TASK MATERIAL START
//! The result of one completed command execution

use bytes::Bytes;
use serde::{Deserialize, Serialize};
use std::process::{ExitStatus, Output};

/// Result of running one [`Command`](crate::core::Command) to completion
///
/// Carries the real exit status of the process and, when capture was
/// requested, the fully-drained output streams. A non-zero status is ordinary
/// data here, never an error. Once yielded, the outcome is owned solely by
/// the consumer; the engine keeps no reference to it.
#[derive(Debug, Clone, PartialEq, Eq, Serialize, Deserialize)]
pub struct ExecutionOutcome {
    /// Process exit code; `-1` when the process was terminated by a signal
    /// and no code exists
    pub status: i32,
    /// Captured standard output, present only when capture was requested
    pub stdout: Option<Bytes>,
    /// Captured standard error, present only when capture was requested
    pub stderr: Option<Bytes>,
}

impl ExecutionOutcome {
    pub(crate) fn from_status(status: ExitStatus) -> Self {
        Self {
            status: exit_code(status),
            stdout: None,
            stderr: None,
        }
    }

    pub(crate) fn from_output(output: Output) -> Self {
        Self {
            status: exit_code(output.status),
            stdout: Some(Bytes::from(output.stdout)),
            stderr: Some(Bytes::from(output.stderr)),
        }
    }

    pub(crate) fn from_parts(status: ExitStatus, stdout: Option<Bytes>, stderr: Option<Bytes>) -> Self {
        Self {
            status: exit_code(status),
            stdout,
            stderr,
        }
    }

    /// Whether the process exited with status zero
    pub fn success(&self) -> bool {
        self.status == 0
    }

    /// Captured standard output as text (lossy UTF-8), if capture was requested
    pub fn stdout_text(&self) -> Option<String> {
        self.stdout
            .as_ref()
            .map(|bytes| String::from_utf8_lossy(bytes).into_owned())
    }

    /// Captured standard error as text (lossy UTF-8), if capture was requested
    pub fn stderr_text(&self) -> Option<String> {
        self.stderr
            .as_ref()
            .map(|bytes| String::from_utf8_lossy(bytes).into_owned())
    }
}

fn exit_code(status: ExitStatus) -> i32 {
    // Signal termination carries no exit code.
    status.code().unwrap_or(-1)
}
TASK MATERIAL END
PROBLEM
In the lines above, find the word "zero" and copy each line that contains it.

RESULT OF THE TASK
/// requested, the fully-drained output streams. A non-zero status is ordinary
    /// Whether the process exited with status zero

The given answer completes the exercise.